Briton detained in Egypt over ‘pat on back’ tired but happy after flying home
A British father-of-four who was detained in Egypt accused of “patting” a male airport security guard on the back says he is “very tired” but happy to be home.
Tony Camoccio, 51, arrived back on British soil on Sunday afternoon and was met by a crowd of family and friends ready to celebrate his return.
Supporters of the London businessman had feared he would be falsely accused of sexual assault after the alleged incident at Hurghada International Airport on February 8.
Mr Camoccio flew back on Sunday with his Easyjet flight EZY9862 touching down at a rainy and windy London Gatwick about 1pm.
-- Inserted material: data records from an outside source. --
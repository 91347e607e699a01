//! API actor - executes backend calls on the Tokio runtime

use tokio::sync::mpsc;
use tokio::task::JoinSet;

use crate::api::client::ApiClient;
use crate::config::Config;
use crate::messages::api::{ApiCommand, ApiResult, Mutation};

/// API actor that processes fetch and mutation commands concurrently
pub struct ApiActor {
    client: ApiClient,
    response_tx: mpsc::UnboundedSender<ApiResult>,
    active_requests: JoinSet<()>,
}

impl ApiActor {
    pub fn new(config: Config, response_tx: mpsc::UnboundedSender<ApiResult>) -> Self {
        ApiActor {
            client: ApiClient::new(config),
            response_tx,
            active_requests: JoinSet::new(),
        }
    }

    /// Run the API actor message loop
    pub async fn run(mut self, mut cmd_rx: mpsc::UnboundedReceiver<ApiCommand>) {
        loop {
            tokio::select! {
                biased;

                cmd = cmd_rx.recv() => {
                    match cmd {
                        Some(ApiCommand::Shutdown) | None => break,
                        Some(cmd) => self.dispatch(cmd),
                    }
                }

                // Clean up completed tasks
                Some(_result) = self.active_requests.join_next() => {}
            }
        }
    }

    fn dispatch(&mut self, cmd: ApiCommand) {
        let client = self.client.clone();
        let tx = self.response_tx.clone();

        match cmd {
            ApiCommand::FetchVaccines => {
                self.active_requests.spawn(async move {
                    tracing::info!("fetching vaccines");
                    let _ = tx.send(ApiResult::Vaccines(client.fetch_vaccines().await));
                });
            }
            ApiCommand::FetchAllergies => {
                self.active_requests.spawn(async move {
                    tracing::info!("fetching allergies");
                    let _ = tx.send(ApiResult::Allergies(client.fetch_allergies().await));
                });
            }
            ApiCommand::FetchUsers => {
                self.active_requests.spawn(async move {
                    tracing::info!("fetching users");
                    let _ = tx.send(ApiResult::Users(client.fetch_users().await));
                });
            }
            ApiCommand::FetchAppointments { req, filter } => {
                self.active_requests.spawn(async move {
                    tracing::info!(req, ?filter, "fetching appointments");
                    let result = client.fetch_appointments(&filter).await;
                    let _ = tx.send(ApiResult::Appointments { req, result });
                });
            }
            ApiCommand::CreateVaccine(draft) => {
                self.spawn_mutation(Mutation::CreateVaccine, async move {
                    client.create_vaccine(&draft).await
                });
            }
            ApiCommand::DeleteVaccine { id } => {
                self.spawn_mutation(Mutation::DeleteVaccine, async move {
                    client.delete_vaccine(&id).await
                });
            }
            ApiCommand::CreateAllergy(draft) => {
                self.spawn_mutation(Mutation::CreateAllergy, async move {
                    client.create_allergy(&draft).await
                });
            }
            ApiCommand::DeleteAllergy { id } => {
                self.spawn_mutation(Mutation::DeleteAllergy, async move {
                    client.delete_allergy(&id).await
                });
            }
            ApiCommand::CreateUser(draft) => {
                self.spawn_mutation(Mutation::CreateUser, async move {
                    client.create_user(&draft).await
                });
            }
            ApiCommand::DeleteUser { id } => {
                self.spawn_mutation(Mutation::DeleteUser, async move {
                    client.delete_user(&id).await
                });
            }
            ApiCommand::LinkAllergy { user_id, allergy_id } => {
                self.spawn_mutation(Mutation::LinkAllergy, async move {
                    client.link_allergy(&user_id, &allergy_id).await
                });
            }
            ApiCommand::CreateAppointment(draft) => {
                self.spawn_mutation(Mutation::CreateAppointment, async move {
                    client.create_appointment(&draft).await
                });
            }
            ApiCommand::DeleteAppointment { id } => {
                self.spawn_mutation(Mutation::DeleteAppointment, async move {
                    client.delete_appointment(&id).await
                });
            }
            ApiCommand::SettleAppointment { id, outcome } => {
                self.spawn_mutation(Mutation::SettleAppointment, async move {
                    client.settle_appointment(&id, outcome).await
                });
            }
            ApiCommand::RescheduleAppointment { id, date } => {
                self.spawn_mutation(Mutation::RescheduleAppointment, async move {
                    client.reschedule_appointment(&id, date).await
                });
            }
            ApiCommand::Shutdown => {}
        }
    }

    fn spawn_mutation<F>(&mut self, mutation: Mutation, fut: F)
    where
        F: std::future::Future<Output = Result<(), crate::messages::api::ApiError>>
            + Send
            + 'static,
    {
        let tx = self.response_tx.clone();
        self.active_requests.spawn(async move {
            tracing::info!(mutation = mutation.name(), "executing mutation");
            let result = fut.await;
            if let Err(error) = &result {
                tracing::warn!(mutation = mutation.name(), %error, "mutation failed");
            }
            let _ = tx.send(ApiResult::MutationDone { mutation, result });
        });
    }
}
He strolled through arrivals at the North Terminal looking relieved and was greeted with hugs from his family.
Speaking to the PA news agency as he was hugged and congratulated by half a dozen well-wishers, Mr Camoccio said: “I am tired, very tired.
“We just want to get home. I just want to thank everybody but I’ve got to get back.
“I’ve got a really sore throat.
“But I just want to say thank you to everybody. All of my family are here.”
Mr Camoccio, who has visited Egypt several times, was at the end of a holiday with his wife and a large group of friends when the incident is alleged to have happened at an airport checkpoint.
More than 5,000 people had signed an online petition by Saturday calling for him to be released.
Campaign group Detained in Dubai said on Saturday that Mr Camoccio had been released from Egyptian custody after paying about £1,000 in bail and other related costs.
Speaking for the family after his return, Mr Camoccio’s sister Liz Doody said: “We are very relieved that we got him home.
“We appreciate the help from the public and yourselves (the media) and the online support was terrific.
“It really gathered momentum. And thanks very much for everything.”
Detained in Dubai’s chief executive Radha Stirling said: “The case has been dismissed for lack of evidence, and Tony will be flying home to the UK on the next available flight from Cairo.
“While the charges were clearly without merit, we have to emphasise that had British authorities and the international press not paid attention to this case, there is no reason to believe that Tony would be a free man today.”